■ To do
Filter the listing down to the lines containing the word "unwrap".

■ Task inputs
■ ■ ■ ■

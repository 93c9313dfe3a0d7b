mod common;

use axum::http::{Method, StatusCode};
use common::*;
use rust_decimal_macros::dec;
use serde_json::json;

#[tokio::test]
async fn create_payment_applies_net_amount_to_balance() {
    let app = spawn_app();

    let payment = app
        .create_payment(json!({
            "studentId": STUDENT_ID,
            "amount": 1000,
            "paymentMethod": "payme",
            "paymentFor": { "type": "tuition", "month": "2024-01" },
            "discount": { "amount": 100, "reason": "sibling" },
            "lateFee": { "amount": 50, "daysLate": 4 },
            "transactionId": "payme-123"
        }))
        .await;

    assert_eq!(decimal(&payment["netAmount"]), dec!(950));
    assert_eq!(payment["status"], "completed");
    assert_eq!(payment["currency"], "UZS");
    assert_eq!(payment["collectedBy"], ADMIN_USER_ID);
    assert_eq!(payment["paymentMethod"], "payme");

    let receipt = payment["receiptNumber"].as_str().unwrap();
    assert!(receipt.starts_with("RCP-"));
    assert_eq!(receipt.len(), "RCP-20240101-1234".len());

    let student = app.student_account(STUDENT_ID).await;
    assert_eq!(student.total_paid, dec!(950));
    assert_eq!(student.total_debt, dec!(4050));
}

#[tokio::test]
async fn overpayment_clamps_debt_at_zero() {
    let app = spawn_app();
    app.create_payment(payment_body(300)).await;
    app.create_payment(payment_body(10_000)).await;

    let student = app.student_account(STUDENT_ID).await;
    assert_eq!(student.total_paid, dec!(10300));
    assert_eq!(student.total_debt, dec!(0));
}

#[tokio::test]
async fn receipt_is_sent_after_payment() {
    let app = spawn_app();
    let payment = app.create_payment(payment_body(2000)).await;
    app.wait_for_receipts().await;

    let emails = app.email.sent();
    assert_eq!(emails.len(), 1);
    assert_eq!(emails[0].to, format!("{}@example.com", STUDENT_ID));
    assert!(emails[0]
        .subject
        .contains(payment["receiptNumber"].as_str().unwrap()));
    assert_eq!(app.sms.send_count(), 1);
}

#[tokio::test]
async fn pending_payment_leaves_balance_until_verified() {
    let app = spawn_app();
    let mut body = payment_body(1000);
    body["status"] = json!("pending");
    let payment = app.create_payment(body).await;
    assert_eq!(payment["status"], "pending");

    let student = app.student_account(STUDENT_ID).await;
    assert_eq!(student.total_paid, dec!(0));
    assert_eq!(student.total_debt, dec!(5000));

    let id = payment["id"].as_str().unwrap();
    let (status, verified) = app
        .as_admin(Method::POST, &format!("/payments/{}/verify", id), None)
        .await;
    assert_eq!(status, StatusCode::OK);
    assert_eq!(verified["status"], "completed");
    assert_eq!(verified["verifiedBy"], ADMIN_USER_ID);

    let student = app.student_account(STUDENT_ID).await;
    assert_eq!(student.total_paid, dec!(1000));
    assert_eq!(student.total_debt, dec!(4000));

    let (status, _) = app
        .as_admin(Method::POST, &format!("/payments/{}/verify", id), None)
        .await;
    assert_eq!(status, StatusCode::BAD_REQUEST);
}

#[tokio::test]
async fn rejects_invalid_payment_requests() {
    let app = spawn_app();

    let mut tiny = payment_body(0);
    tiny["amount"] = json!(0.001);
    let (status, body) = app.as_admin(Method::POST, "/payments", Some(tiny)).await;
    assert_eq!(status, StatusCode::UNPROCESSABLE_ENTITY);
    assert_eq!(body["error"], "Validation error");

    let mut over_discount = payment_body(100);
    over_discount["discount"] = json!({ "amount": 500 });
    let (status, _) = app
        .as_admin(Method::POST, "/payments", Some(over_discount))
        .await;
    assert_eq!(status, StatusCode::BAD_REQUEST);

    let mut unknown = payment_body(100);
    unknown["studentId"] = json!("nobody");
    let (status, _) = app.as_admin(Method::POST, "/payments", Some(unknown)).await;
    assert_eq!(status, StatusCode::NOT_FOUND);

    assert_eq!(app.store.payment_count(), 0);
}

#[tokio::test]
async fn recording_requires_a_collector_role_and_user() {
    let app = spawn_app();

    let (status, _) = app
        .request(
            Method::POST,
            "/payments",
            Some("teacher"),
            Some("user-teacher"),
            Some(payment_body(100)),
        )
        .await;
    assert_eq!(status, StatusCode::FORBIDDEN);

    let (status, _) = app
        .request(
            Method::POST,
            "/payments",
            Some("accountant"),
            None,
            Some(payment_body(100)),
        )
        .await;
    assert_eq!(status, StatusCode::UNAUTHORIZED);

    let (status, _) = app
        .request(
            Method::POST,
            "/payments",
            Some("accountant"),
            Some("user-acc"),
            Some(payment_body(100)),
        )
        .await;
    assert_eq!(status, StatusCode::CREATED);
}

#[tokio::test]
async fn missing_org_header_is_unauthorized() {
    let app = spawn_app();
    let request = axum::http::Request::builder()
        .uri("/payments")
        .header("X-User-Role", "admin")
        .body(axum::body::Body::empty())
        .unwrap();

    use tower::ServiceExt;
    let response = app.router.clone().oneshot(request).await.unwrap();
    assert_eq!(response.status(), StatusCode::UNAUTHORIZED);
}

#[tokio::test]
async fn list_filters_and_paginates() {
    let app = spawn_app();
    for amount in [100, 200, 300] {
        app.create_payment(payment_body(amount)).await;
    }
    let mut card = payment_body(400);
    card["paymentMethod"] = json!("card");
    app.create_payment(card).await;

    let (status, page) = app
        .as_admin(Method::GET, "/payments?page=2&limit=3", None)
        .await;
    assert_eq!(status, StatusCode::OK);
    assert_eq!(page["pagination"]["total"], 4);
    assert_eq!(page["pagination"]["pages"], 2);
    assert_eq!(page["data"].as_array().unwrap().len(), 1);

    let (_, cards) = app
        .as_admin(Method::GET, "/payments?paymentMethod=card", None)
        .await;
    assert_eq!(cards["pagination"]["total"], 1);
    assert_eq!(decimal(&cards["data"][0]["amount"]), dec!(400));
}

#[tokio::test]
async fn search_matches_receipt_numbers_case_insensitively() {
    let app = spawn_app();
    let payment = app.create_payment(payment_body(100)).await;
    app.create_payment(payment_body(200)).await;

    let receipt = payment["receiptNumber"].as_str().unwrap();
    let needle = receipt.to_lowercase();
    let (_, found) = app
        .as_admin(Method::GET, &format!("/payments?search={}", needle), None)
        .await;
    assert_eq!(found["pagination"]["total"], 1);
    assert_eq!(found["data"][0]["receiptNumber"], receipt);
}

#[tokio::test]
async fn students_only_see_their_own_payments() {
    let app = spawn_app();
    let own = app.create_payment(payment_body(100)).await;
    let mut other = payment_body(200);
    other["studentId"] = json!(OTHER_STUDENT_ID);
    let theirs = app.create_payment(other).await;

    let (status, page) = app
        .request(
            Method::GET,
            "/payments",
            Some("student"),
            Some(STUDENT_USER_ID),
            None,
        )
        .await;
    assert_eq!(status, StatusCode::OK);
    assert_eq!(page["pagination"]["total"], 1);
    assert_eq!(page["data"][0]["id"], own["id"]);

    let (status, _) = app
        .request(
            Method::GET,
            &format!("/payments/{}", theirs["id"].as_str().unwrap()),
            Some("student"),
            Some(STUDENT_USER_ID),
            None,
        )
        .await;
    assert_eq!(status, StatusCode::NOT_FOUND);

    let (status, receipt) = app
        .request(
            Method::GET,
            &format!("/payments/{}/receipt", own["id"].as_str().unwrap()),
            Some("student"),
            Some(STUDENT_USER_ID),
            None,
        )
        .await;
    assert_eq!(status, StatusCode::OK);
    assert_eq!(receipt["organization"]["name"], "Bright Minds Academy");
    assert_eq!(receipt["student"]["name"], "Aziza Karimova");
}

#[tokio::test]
async fn update_and_delete_follow_status_rules() {
    let app = spawn_app();
    let completed = app.create_payment(payment_body(100)).await;
    let completed_id = completed["id"].as_str().unwrap();

    let (status, updated) = app
        .as_admin(
            Method::PUT,
            &format!("/payments/{}", completed_id),
            Some(json!({ "notes": "paid at front desk" })),
        )
        .await;
    assert_eq!(status, StatusCode::OK);
    assert_eq!(updated["notes"], "paid at front desk");

    let (status, _) = app
        .as_admin(Method::DELETE, &format!("/payments/{}", completed_id), None)
        .await;
    assert_eq!(status, StatusCode::BAD_REQUEST);

    let mut pending = payment_body(100);
    pending["status"] = json!("pending");
    let pending = app.create_payment(pending).await;
    let pending_id = pending["id"].as_str().unwrap();

    let (status, failed) = app
        .as_admin(
            Method::PUT,
            &format!("/payments/{}", pending_id),
            Some(json!({ "status": "failed" })),
        )
        .await;
    assert_eq!(status, StatusCode::OK);
    assert_eq!(failed["status"], "failed");

    let (status, body) = app
        .as_admin(Method::DELETE, &format!("/payments/{}", pending_id), None)
        .await;
    assert_eq!(status, StatusCode::NO_CONTENT, "{}", body);

    let (status, _) = app
        .as_admin(Method::GET, &format!("/payments/{}", pending_id), None)
        .await;
    assert_eq!(status, StatusCode::NOT_FOUND);
}

#[tokio::test]
async fn student_history_requires_staff() {
    let app = spawn_app();
    app.create_payment(payment_body(100)).await;

    let (status, page) = app
        .request(
            Method::GET,
            &format!("/students/{}/payments", STUDENT_ID),
            Some("receptionist"),
            Some("user-rec"),
            None,
        )
        .await;
    assert_eq!(status, StatusCode::OK);
    assert_eq!(page["pagination"]["total"], 1);

    let (status, _) = app
        .request(
            Method::GET,
            &format!("/students/{}/payments", STUDENT_ID),
            Some("student"),
            Some(STUDENT_USER_ID),
            None,
        )
        .await;
    assert_eq!(status, StatusCode::FORBIDDEN);
}

#[tokio::test]
async fn balance_failure_reports_reconciliation() {
    let app = spawn_app();
    app.store.fail_balance_updates(true);

    let (status, body) = app
        .as_admin(Method::POST, "/payments", Some(payment_body(1000)))
        .await;
    assert_eq!(status, StatusCode::INTERNAL_SERVER_ERROR);
    assert_eq!(body["error"], "Reconciliation required");

    // The payment itself was kept so operators can reconcile it.
    assert_eq!(app.store.payment_count(), 1);
    let student = app.student_account(STUDENT_ID).await;
    assert_eq!(student.total_paid, dec!(0));
}

#[tokio::test]
async fn huge_page_numbers_return_an_empty_page() {
    let app = spawn_app();
    app.create_payment(payment_body(100)).await;

    let (status, page) = app
        .as_admin(
            Method::GET,
            "/payments?page=18446744073709551615&limit=100",
            None,
        )
        .await;
    assert_eq!(status, StatusCode::OK);
    assert_eq!(page["pagination"]["total"], 1);
    assert_eq!(page["data"], json!([]));

    let (status, history) = app
        .as_admin(
            Method::GET,
            &format!("/students/{}/payments?page=18446744073709551615", STUDENT_ID),
            None,
        )
        .await;
    assert_eq!(status, StatusCode::OK);
    assert_eq!(history["data"], json!([]));
}

#[tokio::test]
async fn oversized_amounts_are_rejected_without_touching_balances() {
    let app = spawn_app();
    let mut body = payment_body(0);
    body["amount"] = json!(7.0e28);
    body["lateFee"] = json!({ "amount": 7.0e28 });

    let (status, body) = app.as_admin(Method::POST, "/payments", Some(body)).await;
    assert_eq!(status, StatusCode::UNPROCESSABLE_ENTITY);
    assert_eq!(body["error"], "Validation error");

    assert_eq!(app.store.payment_count(), 0);
    let student = app.student_account(STUDENT_ID).await;
    assert_eq!(student.total_paid, dec!(0));
}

■ ■ ■ ■

■ Exercise answer
    let receipt = payment["receiptNumber"].as_str().unwrap();
        .contains(payment["receiptNumber"].as_str().unwrap()));
    let id = payment["id"].as_str().unwrap();
        .unwrap();
    let response = app.router.clone().oneshot(request).await.unwrap();
    assert_eq!(page["data"].as_array().unwrap().len(), 1);
    let receipt = payment["receiptNumber"].as_str().unwrap();
            &format!("/payments/{}", theirs["id"].as_str().unwrap()),
            &format!("/payments/{}/receipt", own["id"].as_str().unwrap()),
    let completed_id = completed["id"].as_str().unwrap();
    let pending_id = pending["id"].as_str().unwrap();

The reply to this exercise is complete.